The shared workflows here follow a similar pattern in that if `update-linked-issues` is run, it will update all issues linked to the PR if they are in the same project as the target workflow (ie issues with multiple Projects will only have the matching Project fields updated).

## 🧩 Workflow Architecture

By centralizing this logic in reusable workflows, all RAPIDS repositories maintain consistent project tracking without duplicating code.
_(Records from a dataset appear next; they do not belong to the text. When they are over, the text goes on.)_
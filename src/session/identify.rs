//! Deterministic event -> identifier mapping.

use serde_json::Value;

use crate::domain::Event;

/// Identifier returned for events that carry no usable key.
pub const UNKNOWN_IDENTIFIER: &str = "0";

/// Default pointers: the chat an incoming message or button press belongs to.
pub const DEFAULT_POINTERS: &[&str] = &[
    "/message/chat/id",
    "/edited_message/chat/id",
    "/channel_post/chat/id",
    "/callback_query/message/chat/id",
];

/// Maps an event to the first JSON pointer that resolves to a string or integer.
#[derive(Debug, Clone)]
pub struct PointerIdentifier {
    pointers: Vec<String>,
}

impl Default for PointerIdentifier {
    fn default() -> Self {
        Self::new(DEFAULT_POINTERS.iter().map(|p| p.to_string()).collect())
    }
}

impl PointerIdentifier {
    /// Create an identifier trying `pointers` in order
    pub fn new(pointers: Vec<String>) -> Self {
        Self { pointers }
    }

    /// Identifier for `event`, or [`UNKNOWN_IDENTIFIER`] if no pointer matches.
    pub fn identify(&self, event: &Event) -> String {
        self.pointers
            .iter()
            .filter_map(|pointer| event.payload.pointer(pointer))
            .find_map(key_of)
            .unwrap_or_else(|| UNKNOWN_IDENTIFIER.to_string())
    }
}

fn key_of(value: &Value) -> Option<String> {
    match value {
        Value::String(s) if !s.is_empty() => Some(s.clone()),
        Value::Number(n) if n.is_i64() || n.is_u64() => Some(n.to_string()),
        _ => None,
    }
}

#[cfg(test)]
mod tests {
    use super::*;
    use serde_json::json;

    #[test]
    fn test_message_chat_id() {
        let event = Event::new(1, json!({"update_id": 1, "message": {"chat": {"id": -1001}}}));
        assert_eq!(PointerIdentifier::default().identify(&event), "-1001");
    }

    #[test]
    fn test_callback_query_chat_id() {
        let event = Event::new(
            2,
            json!({"callback_query": {"message": {"chat": {"id": 55}}}}),
        );
        assert_eq!(PointerIdentifier::default().identify(&event), "55");
    }

    #[test]
    fn test_malformed_event_yields_sentinel() {
        let event = Event::new(3, json!({"poll": {"id": "abc"}}));
        assert_eq!(PointerIdentifier::default().identify(&event), UNKNOWN_IDENTIFIER);
    }

    #[test]
    fn test_non_scalar_keys_are_skipped() {
        let identifier = PointerIdentifier::new(vec!["/a".to_string(), "/b".to_string()]);
        let event = Event::new(4, json!({"a": {"nested": true}, "b": "user-9"}));
        assert_eq!(identifier.identify(&event), "user-9");
    }

    #[test]
    fn test_deterministic() {
        let identifier = PointerIdentifier::default();
        let event = Event::new(5, json!({"message": {"chat": {"id": 8}}}));
        assert_eq!(identifier.identify(&event), identifier.identify(&event.clone()));
    }
}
Using a high-level tracker as an example, the automation is built as a set of reusable workflows that handle different aspects of project management (♻️ denotes a shared workflow):

```mermaid
flowchart LR
A[PR Event] --> B[project-high-level-tracker]
B --> E["get-project-id ♻️<br/>project-get-item-id.yaml"]
E --> H["update-week-field ♻️<br/>project-get-set-iteration-field.yaml"]
E --> I["set-opened-date-field ♻️<br/>project-set-text-date-numeric-field.yaml"]
E --> J["set-closed-date-field ♻️<br/>project-set-text-date-numeric-field.yaml"]
H --> K["update-linked-issues ♻️<br/>project-update-linked-issues.yaml"]
I --> K
J --> K
```

## 📁 Workflows

### Core Workflows

1. **project-get-item-id.yaml**
Gets the project-specific ID for an item (PR or issue) within a project - a critical first step for all operations.
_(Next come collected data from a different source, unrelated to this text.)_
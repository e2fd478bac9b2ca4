//! Event, cursor and identity records.

use std::fmt;

use serde::{Deserialize, Serialize};
use serde_json::Value;

/// One event pulled from the remote stream.
///
/// The payload is opaque to the poll loop; only `event_id` is interpreted.
#[derive(Debug, Clone, Serialize, Deserialize, PartialEq)]
pub struct Event {
    /// Ordinal identifier, ascending within a batch
    pub event_id: i64,
    /// Raw event body as delivered by the remote API
    pub payload: Value,
}

impl Event {
    /// Create a new event
    pub fn new(event_id: i64, payload: Value) -> Self {
        Self { event_id, payload }
    }
}

/// Offset into the remote event stream.
#[derive(Debug, Clone, Copy, Default, PartialEq, Eq, PartialOrd, Ord, Hash, Serialize, Deserialize)]
pub struct Cursor(i64);

impl Cursor {
    /// Requests only the newest pending event. Used by the backlog skip.
    pub const LATEST: Cursor = Cursor(-1);

    /// Cursor at the start of the stream
    pub const fn start() -> Self {
        Cursor(0)
    }

    /// Create a cursor at an explicit offset
    pub const fn at(offset: i64) -> Self {
        Cursor(offset)
    }

    /// Raw offset value sent to the remote API
    pub fn value(self) -> i64 {
        self.0
    }

    /// Cursor positioned just past `event_id`, never moving backward.
    pub fn advanced_past(self, event_id: i64) -> Self {
        Cursor(self.0.max(event_id.saturating_add(1)))
    }

    /// Cursor positioned past the highest event of a batch.
    ///
    /// An empty batch leaves the cursor unchanged.
    pub fn advanced_past_batch(self, events: &[Event]) -> Self {
        events
            .iter()
            .map(|e| e.event_id)
            .max()
            .map_or(self, |max| self.advanced_past(max))
    }
}

impl fmt::Display for Cursor {
    fn fmt(&self, f: &mut fmt::Formatter<'_>) -> fmt::Result {
        write!(f, "{}", self.0)
    }
}

/// The identity this client runs as on the remote side.
#[derive(Debug, Clone, Default, Serialize, Deserialize, PartialEq, Eq)]
pub struct Identity {
    pub id: i64,
    pub name: String,
}

impl Identity {
    pub fn new(id: i64, name: impl Into<String>) -> Self {
        Self { id, name: name.into() }
    }
}

impl fmt::Display for Identity {
    fn fmt(&self, f: &mut fmt::Formatter<'_>) -> fmt::Result {
        write!(f, "{} ({})", self.name, self.id)
    }
}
2. **project-set-text-date-numeric-field.yaml**
Updates text, date, or numeric fields in the project.

3. **project-get-set-single-select-field.yaml**
Handles single-select (dropdown) fields like Status, Stage, etc.
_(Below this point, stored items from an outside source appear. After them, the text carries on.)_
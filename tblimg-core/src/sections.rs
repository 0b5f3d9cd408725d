use goblin::elf::section_header::{SectionHeader, SHT_NOBITS};
use goblin::elf::Elf;
use goblin::mach::constants::{SECTION_TYPE, S_ZEROFILL};
use goblin::mach::segment::Section as MachSection;
use serde::Serialize;

use crate::error::{Result, TableError};

/// A named symbol exported by the input object.
///
/// `value` is recorded exactly as the container stores it. For relocatable ELF
/// objects that is already an offset into the owning section; for executables
/// and Mach-O objects it is an address, see [`Section::offset_of`].
#[derive(Debug, Clone, PartialEq, Eq, Serialize)]
pub struct Symbol {
    pub name: String,
    pub value: u64,
    pub section_index: Option<usize>,
}

/// A contiguous named region of raw bytes within the input object.
#[derive(Debug, Clone, PartialEq, Eq, Serialize)]
pub struct Section {
    pub name: String,
    pub address: u64,
    #[serde(skip)]
    pub content: Vec<u8>,
}

impl Section {
    pub fn new(name: impl Into<String>, address: u64, content: Vec<u8>) -> Self {
        Self {
            name: name.into(),
            address,
            content,
        }
    }

    pub fn len(&self) -> usize {
        self.content.len()
    }

    pub fn is_empty(&self) -> bool {
        self.content.is_empty()
    }

    /// Byte offset of `symbol` into [`Section::content`].
    ///
    /// Relocatable ELF sections sit at address 0, so this is the raw symbol
    /// value there. Returns `None` when the symbol lies below the section start.
    pub fn offset_of(&self, symbol: &Symbol) -> Option<u64> {
        symbol.value.checked_sub(self.address)
    }

    pub(crate) fn from_goblin_sh(bytes: &[u8], sh: &SectionHeader, elf: &Elf) -> Result<Self> {
        let name = elf.shdr_strtab.get_at(sh.sh_name).unwrap_or("").to_string();

        // .bss style sections occupy no file space; their image is all zeros.
        let content = if sh.sh_type == SHT_NOBITS {
            zero_filled("ELF", &name, sh.sh_size)?
        } else {
            let start = sh.sh_offset as usize;
            let end = start.saturating_add(sh.sh_size as usize);
            bytes
                .get(start..end)
                .ok_or_else(|| TableError::Parse {
                    format: "ELF",
                    source: goblin::error::Error::Malformed(format!(
                        "section {name} ({start:#x}..{end:#x}) extends past end of file"
                    )),
                })?
                .to_vec()
        };

        Ok(Section {
            name,
            address: sh.sh_addr,
            content,
        })
    }

    pub(crate) fn from_goblin_macho(section: &MachSection, data: &[u8]) -> Result<Self> {
        let name = section
            .name()
            .map_err(|source| TableError::Parse {
                format: "Mach-O",
                source,
            })?
            .to_string();

        let content = if section.flags & SECTION_TYPE == S_ZEROFILL {
            zero_filled("Mach-O", &name, section.size)?
        } else {
            data.to_vec()
        };

        Ok(Section {
            name,
            address: section.addr,
            content,
        })
    }
}

/// Largest zero-fill section that is materialized. A table's size is a u32,
/// so nothing larger can hold a descriptor and its payload.
pub const MAX_ZEROFILL_LEN: u64 = u32::MAX as u64;

/// Zero image of a section that occupies no file space.
///
/// The size comes straight from the section header, so it is bounded before
/// anything is allocated.
fn zero_filled(format: &'static str, name: &str, size: u64) -> Result<Vec<u8>> {
    let malformed = |reason: String| TableError::Parse {
        format,
        source: goblin::error::Error::Malformed(reason),
    };

    if size > MAX_ZEROFILL_LEN {
        return Err(malformed(format!(
            "zero-fill section {name} claims {size:#x} bytes (limit {MAX_ZEROFILL_LEN:#x})"
        )));
    }
    let len = usize::try_from(size)
        .map_err(|_| malformed(format!("zero-fill section {name} too large for this host")))?;

    let mut content = Vec::new();
    content
        .try_reserve_exact(len)
        .map_err(|e| malformed(format!("zero-fill section {name}: {e}")))?;
    content.resize(len, 0);
    Ok(content)
}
4. **project-get-set-iteration-field.yaml**
Manages iteration fields for sprint/week tracking.

### Support Workflow

5. **project-update-linked-issues.yaml**
Synchronizes linked issues with the PR's field values.<br>
Unfortunately, we cannot go from Issue -> PR; the linkage exists only within the PR's API.


## 📋 Configuration

### Project Field IDs

The workflows require GraphQL node IDs for the project and its fields. These are provided as inputs:

```yaml
inputs:
PROJECT_ID:
description: "Project ID"
default: "PVT_placeholder" # PVT = projectV2
WEEK_FIELD_ID:
description: "Week Field ID"
default: "PVTIF_placeholder"
# ... other field IDs
```

### Getting Project and Field IDs

To gather the required GraphQL node IDs for your project setup, use the included helper script:

```bash
python docs/get-project-field-info.py --token YOUR_GITHUB_TOKEN --org PROJECT_ORG_NAME --project PROJECT_NUMBER
```

Using the cuDF Python project, https://github.com/orgs/rapidsai/projects/128
```bash
python docs/get-project-field-info.py --token ghp_placeholder --org rapidsai --project 128
```

The script will output:
1. The Project ID (starts with `PVT_`) - use this for the `PROJECT_ID` input
2. A dictionary of all fields in the project with their IDs and metadata:
- Regular fields (text, date, etc.) `PVTF_...`
- Single-select fields include their options with option IDs `PVTSSF_...`
- Iteration fields include configuration details `PVTIF_...`

Example output:
```bash
PVT_kwDOAp2shc4AiNzl

'Release': {'id': 'PVTSSF_lADOAp2shc4AiNzlzgg52UQ',
'name': 'Release',
'options': {'24.12': '582d2086',
'25.02': 'ee3d53a3',
'25.04': '0e757f49',
'Backlog': 'be6006c4'}},
'Status': {'id': 'PVTSSF_lADOAp2shc4AiNzlzgaxNac',
'name': 'Status',
'options': {'Blocked': 'b0c2860f',
'Done': '98236657',
'In Progress': '47fc9ee4',
'Todo': '1ba1e8b7'}},
...
```

Use these IDs to populate the workflow input variables in your caller workflow.

## 📊 Sample Use Case

### Tracking PR Progress

The workflow automatically tracks where a PR is in the development lifecycle:

1. When a PR is opened against a release branch, it's tagged with the release
2. The stage is updated based on the current date relative to release milestones
3. Week iteration fields are updated to show current sprint
4. All linked issues inherit these values


## 📚 Related Resources

- [GitHub GraphQL API Documentation](https://docs.github.com/en/graphql)
- [GitHub Projects API](https://docs.github.com/en/issues/planning-and-tracking-with-projects/automating-your-project/using-the-api-to-manage-projects)

---

> [!Note]
> These workflows are designed for the RAPIDS ecosystem but can be adapted for any organization using GitHub Projects for development tracking.